29 June 2010

My best friend's getting married (Part II)

Mobil yang kutumpangi bersama Echy melaju kencang. Sesekali rem mendadak dan aku hampir terbentur di dasbor.. Lambung kiri, lambung kanan, rem mendadak semua terasa sah. Kami serasa berada dalam adengan sebuah iklan rokok yang berusaha sekuat tenaga mengejar jadwal rapat karena laptopnya ketinggalan. Juga mirip adegan-adegan awal 3 Idiots, di mana Farhan dan Raju terburu-buru ingin bertemu sahabat lama mereka.
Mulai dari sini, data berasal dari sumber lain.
use crate::{
    error::AplError,
    interpreter::{
        evaluator::core::EvalResult,
        value::array::{Array, Element},
    },
};

/// An elementwise monadic function over simple items.
pub type MonadicItemFn<'f> = dyn FnMut(&Element) -> EvalResult<Element> + 'f;
/// An elementwise dyadic function over simple items.
pub type DyadicItemFn<'f> = dyn FnMut(&Element, &Element) -> EvalResult<Element> + 'f;

/// Applies `function` to every simple item of `array`, descending into
/// enclosed items and preserving every shape on the way.
///
/// # Errors
/// Propagates the first error `function` reports.
///
/// # Example
/// ```
/// use aplite::interpreter::value::{
///     array::{Array, Element},
///     number::Number,
///     pervade::pervade_monadic,
/// };
///
/// let negated = pervade_monadic(&Array::numbers([1.0, 2.0]), &mut |item| {
///                   Ok(Element::Number(-item.as_number().unwrap()))
///               }).unwrap();
/// assert_eq!(negated, Array::numbers([-1.0, -2.0]));
/// ```
pub fn pervade_monadic(array: &Array, function: &mut MonadicItemFn<'_>) -> EvalResult<Array> {
    let ravel = array.ravel()
                     .iter()
                     .map(|element| match element {
                         Element::Array(inner) => Ok(Element::Array(Box::new(pervade_monadic(inner, function)?))),
                         simple => function(simple),
                     })
                     .collect::<EvalResult<Vec<_>>>()?;
    Array::new(array.shape().to_vec(), ravel)
}

/// Applies `function` pairwise to the simple items of `left` and `right`.
///
/// Arrays of equal shape pair item by item. A one-item argument is extended
/// across every item of the other argument, whose shape the result takes.
/// Enclosed items pervade recursively under the same rules.
///
/// # Errors
/// Returns a `RankError` or `LengthError` when the shapes are incompatible,
/// and propagates the first error `function` reports.
pub fn pervade_dyadic(left: &Array, right: &Array, function: &mut DyadicItemFn<'_>) -> EvalResult<Array> {
    let shape = if left.shape() == right.shape() {
        left.shape().to_vec()
    } else if left.len() == 1 && (right.len() != 1 || left.rank() <= right.rank()) {
        right.shape().to_vec()
    } else if right.len() == 1 {
        left.shape().to_vec()
    } else if left.rank() != right.rank() {
        return Err(AplError::rank("Mismatched ranks."));
    } else {
        return Err(AplError::length("Mismatched lengths."));
    };

    let count: usize = shape.iter().product();
    let ravel = (0..count).map(|i| {
                              let a = &left.ravel()[if left.len() == 1 { 0 } else { i }];
                              let b = &right.ravel()[if right.len() == 1 { 0 } else { i }];
                              pervade_pair(a, b, function)
                          })
                          .collect::<EvalResult<Vec<_>>>()?;
    Array::new(shape, ravel)
}

fn pervade_pair(left: &Element, right: &Element, function: &mut DyadicItemFn<'_>) -> EvalResult<Element> {
    match (left, right) {
        (Element::Array(a), Element::Array(b)) => Ok(Element::Array(Box::new(pervade_dyadic(a, b, function)?))),
        (Element::Array(a), simple) => {
            Ok(Element::Array(Box::new(pervade_dyadic(a, &Array::scalar(simple.clone()), function)?)))
        },
        (simple, Element::Array(b)) => {
            Ok(Element::Array(Box::new(pervade_dyadic(&Array::scalar(simple.clone()), b, function)?)))
        },
        (a, b) => function(a, b),
    }
}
Kami tidak sedang dalam perjalanan menuju rapat dan kami tidak ketinggalan laptop, dan kami tidak akan bertemu Chatur.

Echy dan aku sedang menuju rumah seorang teman yang pada hari itu akan menjalani tradisi Mappettu Ada, sebuah prosesi penting dan wajib sebelum menuju acara akad nikah. Di tanganku ada sebuah benda yang sengaja dipesan oleh teman itu. Hmmm...tampaknya acara tidak bisa berlangsung jika benda itu belum sampai di tangannya.
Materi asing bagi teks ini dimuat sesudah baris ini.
use tracing::debug;

use crate::{
    error::AplError,
    interpreter::{
        evaluator::{
            form_table::{Axis, Evaluator, Form, FormTable, Probe},
            reduce::Statement,
        },
        lexer::tokenize,
        parser::{convert::convert_tokens, core::parse},
        symbol::table::{Callable, SymbolTable, SymbolValue},
        token::{Token, TokenClass},
        value::{array::Array, number::Number, pervade},
    },
};

/// Result type used by the evaluator.
///
/// All evaluation functions return either a value of type `T` or an
/// [`AplError`] describing the failure.
pub type EvalResult<T> = Result<T, AplError>;

/// What a finished statement produced.
#[derive(Debug, Clone, PartialEq)]
pub enum Outcome {
    /// A value to display.
    Value(Array),
    /// A value produced by an assignment; not displayed.
    Committed(Array),
    /// Nothing: an empty statement or a function without result.
    Empty,
    /// A branch with its targets.
    Branch(Vec<Number>),
    /// A naked branch arrow.
    Escape,
}

impl Outcome {
    /// Returns the value the outcome carries, displayed or not.
    #[must_use]
    pub const fn value(&self) -> Option<&Array> {
        match self {
            Self::Value(array) | Self::Committed(array) => Some(array),
            _ => None,
        }
    }
}

/// The state a statement is evaluated against.
///
/// A context borrows the symbol table of the current scope mutably for the
/// duration of one evaluation and shares the registry of primitive forms.
/// Defined function calls build a new context over a child table.
pub struct Context<'s, 'p> {
    /// Name bindings of the current scope.
    pub symbols: &'s mut SymbolTable<'p>,
    /// The registry dispatching functions and operators.
    pub forms:   &'static FormTable,
}

impl<'s, 'p> Context<'s, 'p> {
    /// Creates a context over `symbols` using the standard form table.
    pub fn new(symbols: &'s mut SymbolTable<'p>) -> Self {
        Self { symbols,
               forms: FormTable::standard() }
    }

    /// Returns the index origin.
    #[must_use]
    pub fn index_origin(&self) -> usize {
        self.symbols.index_origin()
    }

    /// Returns the comparison tolerance.
    #[must_use]
    pub fn comparison_tolerance(&self) -> f64 {
        self.symbols.comparison_tolerance()
    }

    /// Runs every statement of `line` from left to right.
    ///
    /// Evaluation stops after the first branch or escape, which is the last
    /// outcome returned. Errors carry the text of the line.
    ///
    /// # Example
    /// ```
    /// use aplite::interpreter::{
    ///     evaluator::core::{Context, Outcome},
    ///     symbol::table::SymbolTable,
    ///     value::array::Array,
    /// };
    ///
    /// let mut symbols = SymbolTable::workspace();
    /// let mut ctx = Context::new(&mut symbols);
    /// let outcomes = ctx.execute_line("X←2 ⋄ X+3").unwrap();
    /// assert_eq!(outcomes[0], Outcome::Committed(Array::number(2.0)));
    /// assert_eq!(outcomes[1], Outcome::Value(Array::number(5.0)));
    /// ```
    pub fn execute_line(&mut self, line: &str) -> EvalResult<Vec<Outcome>> {
        let tokens = tokenize(line).map_err(|e| e.with_line(line))?;
        let mut outcomes = Vec::new();
        for statement in split_statements(tokens) {
            let outcome = self.execute_statement(statement)
                              .map_err(|e| e.with_line(line))?;
            let leaves = matches!(outcome, Outcome::Branch(_) | Outcome::Escape);
            outcomes.push(outcome);
            if leaves {
                break;
            }
        }
        Ok(outcomes)
    }

    /// Converts, recognizes and reduces the tokens of one statement.
    pub fn execute_statement(&mut self, tokens: Vec<Token>) -> EvalResult<Outcome> {
        let mut tokens = convert_tokens(tokens, self.symbols, self.forms)?;
        parse(&mut tokens)?;
        let outcome = Statement::new(tokens).reduce(self)?;
        debug!(?outcome, "statement finished");
        Ok(outcome)
    }

    /// Returns the callable a function or operator token stands for.
    ///
    /// # Errors
    /// Returns a `ValueError` for a defined name that is no longer bound to a
    /// function.
    pub fn callable(&self, token: &Token) -> EvalResult<Callable> {
        match token.class {
            TokenClass::DefinedFunctionName
            | TokenClass::NiladicDefinedFunctionName
            | TokenClass::DefinedMonadicOperatorName
            | TokenClass::DefinedDyadicOperatorName => {
                let name = token.text().unwrap_or_default();
                match self.symbols.lookup(&name) {
                    Some(SymbolValue::Function(callable)) => Ok(callable.clone()),
                    _ => Err(AplError::value(format!("Undefined function '{name}'.")).at(token.offset)),
                }
            },
            TokenClass::SystemFunctionName | TokenClass::NiladicSystemFunctionName => {
                Ok(Callable::System(token.text().unwrap_or_default()))
            },
            _ => token.glyph()
                      .map(Callable::Primitive)
                      .ok_or_else(|| AplError::internal("Expected a function token.").at(token.offset)),
        }
    }

    /// Applies a niladic function.
    pub fn apply_niladic(&mut self, function: &Callable) -> EvalResult<Option<Array>> {
        let form = self.find_form(&[Probe::callable(function)], false)?;
        match (form.evaluator, function) {
            (Evaluator::Niladic(evaluate), _) => evaluate(self).map(Some),
            (Evaluator::Defined(call), Callable::Defined(definition)) => {
                let definition = definition.clone();
                call(self, &definition, None, None)
            },
            _ => Err(unexpected_evaluator()),
        }
    }

    /// Applies a function to a right and optionally a left argument.
    ///
    /// The function is dispatched through the form table. Defined functions
    /// may return no value.
    ///
    /// # Example
    /// ```
    /// use aplite::interpreter::{
    ///     evaluator::core::Context,
    ///     symbol::table::{Callable, SymbolTable},
    ///     value::array::Array,
    /// };
    ///
    /// let mut symbols = SymbolTable::workspace();
    /// let mut ctx = Context::new(&mut symbols);
    /// let sum = ctx.apply(&Callable::Primitive('+'),
    ///                     Some(Array::number(2.0)),
    ///                     Array::numbers([1.0, 2.0]),
    ///                     None)
    ///              .unwrap();
    /// assert_eq!(sum, Some(Array::numbers([3.0, 4.0])));
    /// ```
    pub fn apply(&mut self,
                 function: &Callable,
                 left: Option<Array>,
                 right: Array,
                 axis: Axis<'_>)
                 -> EvalResult<Option<Array>> {
        let mut probes = Vec::with_capacity(4);
        if left.is_some() {
            probes.push(Probe::constant());
        }
        probes.push(Probe::callable(function));
        if axis.is_some() {
            probes.push(Probe::complete_list());
        }
        probes.push(Probe::constant());
        let form = self.find_form(&probes, axis.is_some())?;

        match (form.evaluator, left, function) {
            (Evaluator::MonadicScalar(evaluate), None, _) => {
                let ctx = &*self;
                pervade::pervade_monadic(&right, &mut |item| evaluate(ctx, item)).map(Some)
            },
            (Evaluator::DyadicScalar(evaluate), Some(left), _) => {
                let ctx = &*self;
                pervade::pervade_dyadic(&left, &right, &mut |a, b| evaluate(ctx, a, b)).map(Some)
            },
            (Evaluator::Monadic(evaluate), None, _) => evaluate(self, right, axis).map(Some),
            (Evaluator::Dyadic(evaluate), Some(left), _) => evaluate(self, left, right, axis).map(Some),
            (Evaluator::Defined(call), left, Callable::Defined(definition)) => {
                let definition = definition.clone();
                call(self, &definition, left, Some(right))
            },
            _ => Err(unexpected_evaluator()),
        }
    }

    /// Applies a function and requires it to produce a value.
    ///
    /// # Errors
    /// Returns a `ValueError` if the function returns nothing.
    pub fn apply_value(&mut self,
                       function: &Callable,
                       left: Option<Array>,
                       right: Array,
                       axis: Axis<'_>)
                       -> EvalResult<Array> {
        self.apply(function, left, right, axis)?
            .ok_or_else(|| AplError::value("Function did not return a value."))
    }

    /// Applies the function derived from a monadic operator and its operand.
    pub fn apply_monadic_operator(&mut self,
                                  operator: &Callable,
                                  operand: &Callable,
                                  left: Option<Array>,
                                  right: Array,
                                  axis: Axis<'_>)
                                  -> EvalResult<Option<Array>> {
        let mut probes = Vec::with_capacity(5);
        if left.is_some() {
            probes.push(Probe::constant());
        }
        probes.push(Probe::callable(operand));
        probes.push(Probe::callable(operator));
        if axis.is_some() {
            probes.push(Probe::complete_list());
        }
        probes.push(Probe::constant());
        let form = self.find_form(&probes, axis.is_some())?;

        match (form.evaluator, operator) {
            (Evaluator::MonadicOperator(evaluate), _) => evaluate(self, operand, left, right, axis).map(Some),
            (Evaluator::DefinedOperator(call), Callable::Defined(definition)) => {
                let definition = definition.clone();
                call(self, &definition, operand, None, left, right)
            },
            _ => Err(unexpected_evaluator()),
        }
    }

    /// Applies the function derived from a dyadic operator and its operands.
    pub fn apply_dyadic_operator(&mut self,
                                 operator: &Callable,
                                 left_operand: &Callable,
                                 right_operand: &Callable,
                                 left: Option<Array>,
                                 right: Array)
                                 -> EvalResult<Option<Array>> {
        let mut probes = Vec::with_capacity(5);
        if left.is_some() {
            probes.push(Probe::constant());
        }
        probes.push(Probe::callable(left_operand));
        probes.push(Probe::callable(operator));
        probes.push(Probe::callable(right_operand));
        probes.push(Probe::constant());
        let form = self.find_form(&probes, false)?;

        match (form.evaluator, operator) {
            (Evaluator::DyadicOperator(evaluate), _) => {
                evaluate(self, left_operand, right_operand, left, right).map(Some)
            },
            (Evaluator::DefinedOperator(call), Callable::Defined(definition)) => {
                let definition = definition.clone();
                call(self, &definition, left_operand, Some(right_operand), left, right)
            },
            _ => Err(unexpected_evaluator()),
        }
    }

    /// Looks up the form for `probes`.
    ///
    /// A miss that would match without its axis reports a misplaced axis; a
    /// miss that would match with the other valence reports a valence
    /// mismatch. Any other miss is an internal inconsistency between the
    /// recognizer and the form table.
    fn find_form(&self, probes: &[Probe], with_axis: bool) -> EvalResult<&'static Form> {
        if let Some(form) = self.forms.lookup(probes) {
            return Ok(form);
        }
        if with_axis {
            let without: Vec<Probe> = probes.iter()
                                            .filter(|probe| **probe != Probe::complete_list())
                                            .cloned()
                                            .collect();
            if self.forms.lookup(&without).is_some() {
                return Err(AplError::syntax("Function does not accept an axis."));
            }
        }
        let other_valence: Vec<Probe> = if probes.first() == Some(&Probe::constant()) {
            probes[1..].to_vec()
        } else {
            std::iter::once(Probe::constant()).chain(probes.iter().cloned()).collect()
        };
        if probes.len() > 1 && self.forms.lookup(&other_valence).is_some() {
            let valence = if probes.first() == Some(&Probe::constant()) { "dyadically" } else { "monadically" };
            return Err(AplError::syntax(format!("Function cannot be used {valence}.")));
        }
        Err(AplError::internal("Expected to find form-table evaluator for expression."))
    }
}

fn unexpected_evaluator() -> AplError {
    AplError::internal("Form-table evaluator does not fit the expression.")
}

/// Splits a token stream at its statement separators, dropping empty
/// statements between consecutive separators.
fn split_statements(tokens: Vec<Token>) -> Vec<Vec<Token>> {
    let mut statements = vec![Vec::new()];
    for token in tokens {
        if token.class == TokenClass::StatementSeparator {
            statements.push(Vec::new());
        } else if let Some(current) = statements.last_mut() {
            current.push(token);
        }
    }
    if statements.iter().all(Vec::is_empty) {
        return vec![Vec::new()];
    }
    statements.retain(|statement| !statement.is_empty());
    statements
}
Saat echy sibuk dengan kemudi di tangannya, aku sibuk dengan handphone mengutak-atik mencari nomor teman kami itu. Acara akan berlangsung 30 menit lagi, sementara kami masih menduga-duga alamat rumah kakaknya. Dan layaknya iklan-iklan di tivi, kami bisa sampai tepat waktu. Kami berjalan tergesa-gesa. Aku cukup kesusahan karena memakai hi heels. Seandainya tiba-tiba hak selop itu patah, lengkaplah hari penuh adegan iklan hari itu. tapi untungnya tidak.

Pertama kali masuk ke rumah itu, kami bingung akan lewat mana. Kami hanya diberi arahan kalau bakal calon mempelai perempuan ada di kamar bagian belakang. Kami masuk lewat pintu samping, celingak-celinguk, lalu mendengar suara khas yang sangat kami kenali dan sering kami rindukan. trebel nya agak tinggi dan kadang tiba-tiba 'menggelegar'. Pemilik suara itu adalah Dwiagustriani, sang calon pengantin.

Seperti sebuah SOP, begitu melihat kami ia setengah berteriak. Aku lalu mengulurkan barang pesanannya yang telah membuat kami ditabrak gerobak ketika memutar ke jalan Andi Tonro. Dia cantik sekali, mengenakan kebaya tangan pendek berwarna putih, lengkap dengan sanggul. Sesekali ia menggumam, "rambut smoothing-ku" sambil cemberut. Hahaha... aku terbahak-bahak mendengarnya.

Kami bertiga lalu masuk ke sebuah kamar. Dalam adat bugis, saat prosesi Mappettu Aada dan Akad Nikah berlangsung, pengantin perempuan harus berada di dalam kamar. Jadilah kami hari itu menemaninya, sementara acara di ruang tamu sedang berlangsung. Kasurnya dibalut kain seprai berwarna merah. Kontras sekali dengan warna kebaya Dwi. Beberapa bagian dinding terkelupas, dan jendelanya berhias gorden pure white, ditambah berkas cahaya dari luar. Tapi kondisi ini malah mendukung tampilan/tema hari itu. Dwi mirip sekali achi-achi yang sering kami lihat di keluarga-keluarga Tiong Hoa.

Sesekali Dwi tertawa sampai kedengaran dari luar. Ingin saya membekap saja mulutnya agar diam, hehehe (sory dwi, you know I'll never do that). Sesekali juga mataku melirik ke meja makan yang ada di depan kamar. Ada hidangan sate daging dan coto Makassar beserta lontong yang sudah dibelah-belah tertata di piring. hufh..untung tadi pagi belum makan, hihihi....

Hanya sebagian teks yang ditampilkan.